For Arendt, as highlighted in a lecture she gives to a packed hall, thinking involved taking responsibility, making political judgments, and acting upon them to combat injustice or evil. More significant is what Arendt, Jonas, Lévinas and Löwith saw as Heidegger’s nihilism and lack of ethical perspective since his work was so preoccupied with ontology. All of them have pointed out that Heidegger’s thought leaves no room for the victims of history, the oppressed, the stateless, the exiled.

The counterpoint to Heidegger in the film is Hans Jonas, a colleague of Arendt’s at the New School, where he taught from 1955 to 1976. Like Arendt, he studied with Heidegger at Marburg, left Germany in 1933, moved to London and then Jerusalem (she went to France). He later joined the Jewish Brigade of the British army, fighting in Italy and participated in the liberation of Berlin. It was only when he returned to Jerusalem (1945) that he found out his mother had died in Auschwitz. Jonas fought in Israel’s War of Independence (1948), then emigrated to Canada where he taught at McGill and Carleton; then he finally went to the US. In the film Jonas is portrayed as a close friend who then breaks off the friendship for two years due to the Eichmann articles and book. They renewed the friendship but agreed to never discuss this issue again. Jonas saw Eichmann as a monster, not the faceless bureaucrat/desk-killer that Arendt describes in her book, and was highly critical of her “banality of evil” argument. Jonas also completely distanced himself from Heidegger, though he did write a moving letter to Heidegger after Arendt’s memorial service, where he delivered a eulogy.

Though more overtly religious than Arendt, Jonas did not believe in a theodicy to explain the Holocaust, be it secular or religious. The notion that God (or history) could account for the evil of Jewish extermination was obscene to him (as it was also for Lévinas, Primo Levi, Wiesel, and many others). Like Arendt, despite acknowledging that the Holocaust was unique in many ways, both were loath to analyze it as demonic evil, and wanted to strip it of any mystery or enigma that stands outside of history. Jonas, however, in trying to establish a post-Auschwitz morality did not claim that the events proved that God did not exist (as did Levi or Wiesel); instead of asking where was God or why didn’t God help man during the Shoah, he turned the question around. It was humans who let God down, which implied a belief in God as a being that is not omnipotent.13 There are two important consequences from Jonas’s remarks: first, that despite the belief in God a theodicy to explain this evil is ungrounded (since God is not omnipotent), and second that it is we as humans that bear the responsibility for Auschwitz. In this sense Jonas is close to Levinas’s ethics of the Other as infinite responsibility that disrupts ontology (and our egoism).

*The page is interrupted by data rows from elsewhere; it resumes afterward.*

//! Request description types.
//!
//! This module provides [`RequestSpec`], the declarative description of one
//! HTTP call, and its builder.

use std::collections::{BTreeMap, HashMap};
use std::convert::Infallible;
use std::fmt;
use std::str::FromStr;
use std::time::Duration;

use serde_json::Value;

use crate::clients::retry::RetryOptions;

/// HTTP methods.
///
/// The standard verbs have their own variants; anything else travels as
/// [`HttpMethod::Custom`].
#[derive(Clone, Debug, PartialEq, Eq, Hash)]
pub enum HttpMethod {
    /// HTTP GET method.
    Get,
    /// HTTP POST method.
    Post,
    /// HTTP PUT method.
    Put,
    /// HTTP PATCH method.
    Patch,
    /// HTTP DELETE method.
    Delete,
    /// HTTP HEAD method.
    Head,
    /// HTTP OPTIONS method.
    Options,
    /// Any other method token, sent as given.
    Custom(String),
}

impl HttpMethod {
    /// Returns the method as it appears on the wire.
    #[must_use]
    pub fn as_str(&self) -> &str {
        match self {
            Self::Get => "GET",
            Self::Post => "POST",
            Self::Put => "PUT",
            Self::Patch => "PATCH",
            Self::Delete => "DELETE",
            Self::Head => "HEAD",
            Self::Options => "OPTIONS",
            Self::Custom(method) => method,
        }
    }
}

impl fmt::Display for HttpMethod {
    fn fmt(&self, f: &mut fmt::Formatter<'_>) -> fmt::Result {
        f.write_str(self.as_str())
    }
}

impl FromStr for HttpMethod {
    type Err = Infallible;

    /// Parses a method name, matching the standard verbs case-insensitively.
    fn from_str(s: &str) -> Result<Self, Self::Err> {
        Ok(match s.to_ascii_uppercase().as_str() {
            "GET" => Self::Get,
            "POST" => Self::Post,
            "PUT" => Self::Put,
            "PATCH" => Self::Patch,
            "DELETE" => Self::Delete,
            "HEAD" => Self::Head,
            "OPTIONS" => Self::Options,
            _ => Self::Custom(s.to_string()),
        })
    }
}

impl From<&str> for HttpMethod {
    fn from(value: &str) -> Self {
        match value.parse() {
            Ok(method) => method,
            Err(never) => match never {},
        }
    }
}

/// Content type for request bodies.
///
/// Specifies how the body is encoded and sets the `Content-Type` header.
#[derive(Clone, Copy, Debug, PartialEq, Eq, Hash)]
pub enum DataType {
    /// JSON content type (`application/json`).
    Json,
    /// Plain text content type (`text/plain`).
    Text,
    /// Form content type (`application/x-www-form-urlencoded`).
    FormUrlEncoded,
}

impl DataType {
    /// Returns the MIME type string for this data type.
    #[must_use]
    pub const fn as_content_type(&self) -> &'static str {
        match self {
            Self::Json => "application/json",
            Self::Text => "text/plain",
            Self::FormUrlEncoded => "application/x-www-form-urlencoded",
        }
    }

    /// Matches a `Content-Type` header value, ignoring parameters and case.
    #[must_use]
    pub fn from_content_type(header: &str) -> Option<Self> {
        let mime = header.split(';').next()?.trim().to_ascii_lowercase();
        match mime.as_str() {
            "application/json" => Some(Self::Json),
            "text/plain" => Some(Self::Text),
            "application/x-www-form-urlencoded" => Some(Self::FormUrlEncoded),
            _ if mime.ends_with("+json") => Some(Self::Json),
            _ => None,
        }
    }
}

/// How response bodies are decoded.
#[derive(Clone, Copy, Debug, Default, PartialEq, Eq, Hash)]
pub enum ResponseType {
    /// JSON when the response `Content-Type` says so, text otherwise.
    #[default]
    Auto,
    /// Always decode as JSON.
    Json,
    /// Always decode as UTF-8 text.
    Text,
}

/// A declarative description of one HTTP call.
///
/// Use [`RequestSpec::builder`] to construct one. Nothing is validated
/// until the request is executed (or [`normalized`](Self::normalized)), so
/// fields can be set in any order.
///
/// # Example
///
/// ```rust
/// use http_alchemy::{HttpMethod, RequestSpec, RetryOptions};
/// use serde_json::json;
///
/// let spec = RequestSpec::builder(HttpMethod::Get, "/users/{id}")
///     .path_param("id", 42)
///     .query_param("expand", json!(["teams", "roles"]))
///     .retry_options(RetryOptions::new(2))
///     .build();
///
/// assert_eq!(spec.path_params["id"], json!(42));
/// ```
#[derive(Clone, Debug, PartialEq)]
pub struct RequestSpec {
    /// The HTTP method for this request.
    pub method: HttpMethod,
    /// The URL template, absolute or relative to the configured base URL.
    pub url: String,
    /// Values for the `{placeholder}` tokens in the URL template.
    pub path_params: BTreeMap<String, Value>,
    /// Query parameters in insertion order.
    pub query_params: Vec<(String, Value)>,
    /// The request body, if any.
    pub body: Option<Value>,
    /// The content type of the body (JSON when unset).
    pub body_type: Option<DataType>,
    /// How to decode the response body.
    pub response_type: ResponseType,
    /// Headers for this request; they take precedence over default headers.
    pub headers: HashMap<String, String>,
    /// Per-attempt timeout; the client default applies when unset.
    pub timeout: Option<Duration>,
    /// Retry policy; the client default applies when unset.
    pub retry_options: Option<RetryOptions>,
}

impl RequestSpec {
    /// Creates a new builder for constructing a `RequestSpec`.
    ///
    /// # Arguments
    ///
    /// * `method` - The HTTP method for the request
    /// * `url` - The URL template for the request
    #[must_use]
    pub fn builder(method: impl Into<HttpMethod>, url: impl Into<String>) -> RequestSpecBuilder {
        RequestSpecBuilder::new(method.into(), url)
    }
}

/// Builder for constructing [`RequestSpec`] instances.
#[derive(Debug)]
pub struct RequestSpecBuilder {
    spec: RequestSpec,
}

impl RequestSpecBuilder {
    fn new(method: HttpMethod, url: impl Into<String>) -> Self {
        Self {
            spec: RequestSpec {
                method,
                url: url.into(),
                path_params: BTreeMap::new(),
                query_params: Vec::new(),
                body: None,
                body_type: None,
                response_type: ResponseType::default(),
                headers: HashMap::new(),
                timeout: None,
                retry_options: None,
            },
        }
    }

    /// Adds a single path parameter.
    #[must_use]
    pub fn path_param(mut self, key: impl Into<String>, value: impl Into<Value>) -> Self {
        self.spec.path_params.insert(key.into(), value.into());
        self
    }

    /// Sets all path parameters at once.
    #[must_use]
    pub fn path_params(mut self, params: BTreeMap<String, Value>) -> Self {
        self.spec.path_params = params;
        self
    }

    /// Adds a single query parameter.
    ///
    /// Arrays expand to repeated keys; `null` values are dropped.
    #[must_use]
    pub fn query_param(mut self, key: impl Into<String>, value: impl Into<Value>) -> Self {
        self.spec.query_params.push((key.into(), value.into()));
        self
    }

    /// Sets all query parameters at once.
    #[must_use]
    pub fn query_params(mut self, params: Vec<(String, Value)>) -> Self {
        self.spec.query_params = params;
        self
    }

    /// Sets the request body.
    #[must_use]
    pub fn body(mut self, body: impl Into<Value>) -> Self {
        self.spec.body = Some(body.into());
        self
    }

    /// Sets the content type of the request body.
    #[must_use]
    pub const fn body_type(mut self, body_type: DataType) -> Self {
        self.spec.body_type = Some(body_type);
        self
    }

    /// Sets how the response body is decoded.
    #[must_use]
    pub const fn response_type(mut self, response_type: ResponseType) -> Self {
        self.spec.response_type = response_type;
        self
    }

    /// Adds a single header.
    #[must_use]
    pub fn header(mut self, key: impl Into<String>, value: impl Into<String>) -> Self {
        self.spec.headers.insert(key.into(), value.into());
        self
    }

    /// Sets all headers at once.
    #[must_use]
    pub fn headers(mut self, headers: HashMap<String, String>) -> Self {
        self.spec.headers = headers;
        self
    }

    /// Sets the per-attempt timeout.
    #[must_use]
    pub const fn timeout(mut self, timeout: Duration) -> Self {
        self.spec.timeout = Some(timeout);
        self
    }

    /// Sets the retry policy.
    #[must_use]
    pub fn retry_options(mut self, options: RetryOptions) -> Self {
        self.spec.retry_options = Some(options);
        self
    }

    /// Builds the [`RequestSpec`].
    #[must_use]
    pub fn build(self) -> RequestSpec {
        self.spec
    }
}
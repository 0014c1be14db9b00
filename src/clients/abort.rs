//! Cooperative cancellation for request runs.

use std::sync::Arc;

use tokio::sync::watch;

/// A shareable flag that aborts the runs watching it.
///
/// Clones share the same flag. Once aborted, a signal stays aborted.
///
/// # Example
///
/// ```rust
/// use http_alchemy::AbortSignal;
///
/// let signal = AbortSignal::new();
/// let watcher = signal.clone();
/// signal.abort();
/// assert!(watcher.is_aborted());
/// ```
#[derive(Clone, Debug)]
pub struct AbortSignal {
    flag: Arc<watch::Sender<bool>>,
}

impl AbortSignal {
    /// Creates a signal that has not been aborted.
    #[must_use]
    pub fn new() -> Self {
        let (flag, _) = watch::channel(false);
        Self {
            flag: Arc::new(flag),
        }
    }

    /// Aborts every run watching this signal.
    pub fn abort(&self) {
        self.flag.send_replace(true);
    }

    /// Returns `true` once [`abort`](Self::abort) has been called.
    #[must_use]
    pub fn is_aborted(&self) -> bool {
        *self.flag.borrow()
    }

    /// Completes when the signal is aborted.
    pub async fn aborted(&self) {
        let mut rx = self.flag.subscribe();
        if rx.wait_for(|aborted| *aborted).await.is_err() {
            // The sender lives as long as `self`, so this is unreachable.
            std::future::pending::<()>().await;
        }
    }
}

impl Default for AbortSignal {
    fn default() -> Self {
        Self::new()
    }
}
//! Retry options validation.

use crate::clients::{Backoff, Constraint, RetryOptions, ValidationError, ValidationField};

/// Largest accepted retry budget.
pub const MAX_RETRY_ATTEMPTS: u32 = 100;

/// Validates retry options.
///
/// # Errors
///
/// Returns a [`ValidationError`] on [`ValidationField::RetryOptions`] if the
/// budget exceeds [`MAX_RETRY_ATTEMPTS`], an exponential base delay is zero,
/// a cap is below its base, or a retry status is not a valid HTTP status.
pub fn parse_retry_options(options: &RetryOptions) -> Result<RetryOptions, ValidationError> {
    let fail = |constraint, key: &str, value: String| {
        ValidationError::new(ValidationField::RetryOptions, constraint, value).with_key(key)
    };

    if options.max_attempts > MAX_RETRY_ATTEMPTS {
        return Err(fail(
            Constraint::ExceedsMaximum {
                max: MAX_RETRY_ATTEMPTS.to_string(),
            },
            "max_attempts",
            options.max_attempts.to_string(),
        ));
    }

    if let Backoff::Exponential { base, cap, .. } = options.backoff {
        if base.is_zero() {
            return Err(fail(Constraint::NotPositive, "backoff", format!("{base:?}")));
        }
        if let Some(cap) = cap.filter(|cap| *cap < base) {
            return Err(fail(Constraint::CapBelowBase, "backoff", format!("{cap:?}")));
        }
    }

    if let Some(status) = options
        .retry_statuses
        .iter()
        .find(|status| !(100..=599).contains(*status))
    {
        return Err(fail(
            Constraint::InvalidStatus,
            "retry_statuses",
            status.to_string(),
        ));
    }

    Ok(options.clone())
}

The philosopher who haunts this film does so by virtue of his absence: Walter Benjamin (1892-1940). Arendt knew Benjamin personally and was responsible for the first English-language collection of his writings in 1968 (Illuminations: Essays and Reflections), which she edited, including a 50-page introduction. Benjamin was the only one of her cohort of intellectuals to die at the hands of the Nazis, albeit indirectly.14 Like Benjamin (and Adorno), Arendt believed that true thinking meant freeing ourselves from false universals, rejecting historical teleology, and totalizing systems. Benjamin speaks about “crystallizing monads,” Arendt “fragmentary constellations,” arguing that history is not a linear and progressive process. Arendt states:

Causality, however, is an altogether alien and falsifying category in the historical sciences. Not only does the actual meaning of every event always transcend any number of “causes” which we may assign to it…but this past itself comes into being only with the event itself. Only when something irrevocable has happened can we try to trace its history backward. The event illuminates its own past; it can never be deduced from it. Whenever an event occurs that is great enough to illuminate its own past, history comes into being. Only then does the chaotic maze of past happenings emerge as a story which can be told, because it has a beginning and an end.15

Statements like this recall Benjamin’s images (from his “Theses on the Philosophy of History”) of “brushing history against the grain” (VII) or being able to articulate the past as it “flashes up in a moment of danger” (VI). In these brief texts Benjamin speaks about history as intimately related to redemption and justice, themes that underline Arendt’s book on the Eichmann trial. In Thesis VII Benjamin speaks to a version of history that is the story of the victors which must be demystified, and then delivers one of his most quoted thoughts: “There is no document of culture which is not at the same time a document of barbarism.”16 Benjamin has more than the Third Reich in mind in making this statement (one thinks of all of Europe’s great cultural treasures made possible by the subjugation of the toiling classes, whether at home or in the colonies); it is a sharp rebuke to Germany’s cultural uniqueness (and splendor) as well.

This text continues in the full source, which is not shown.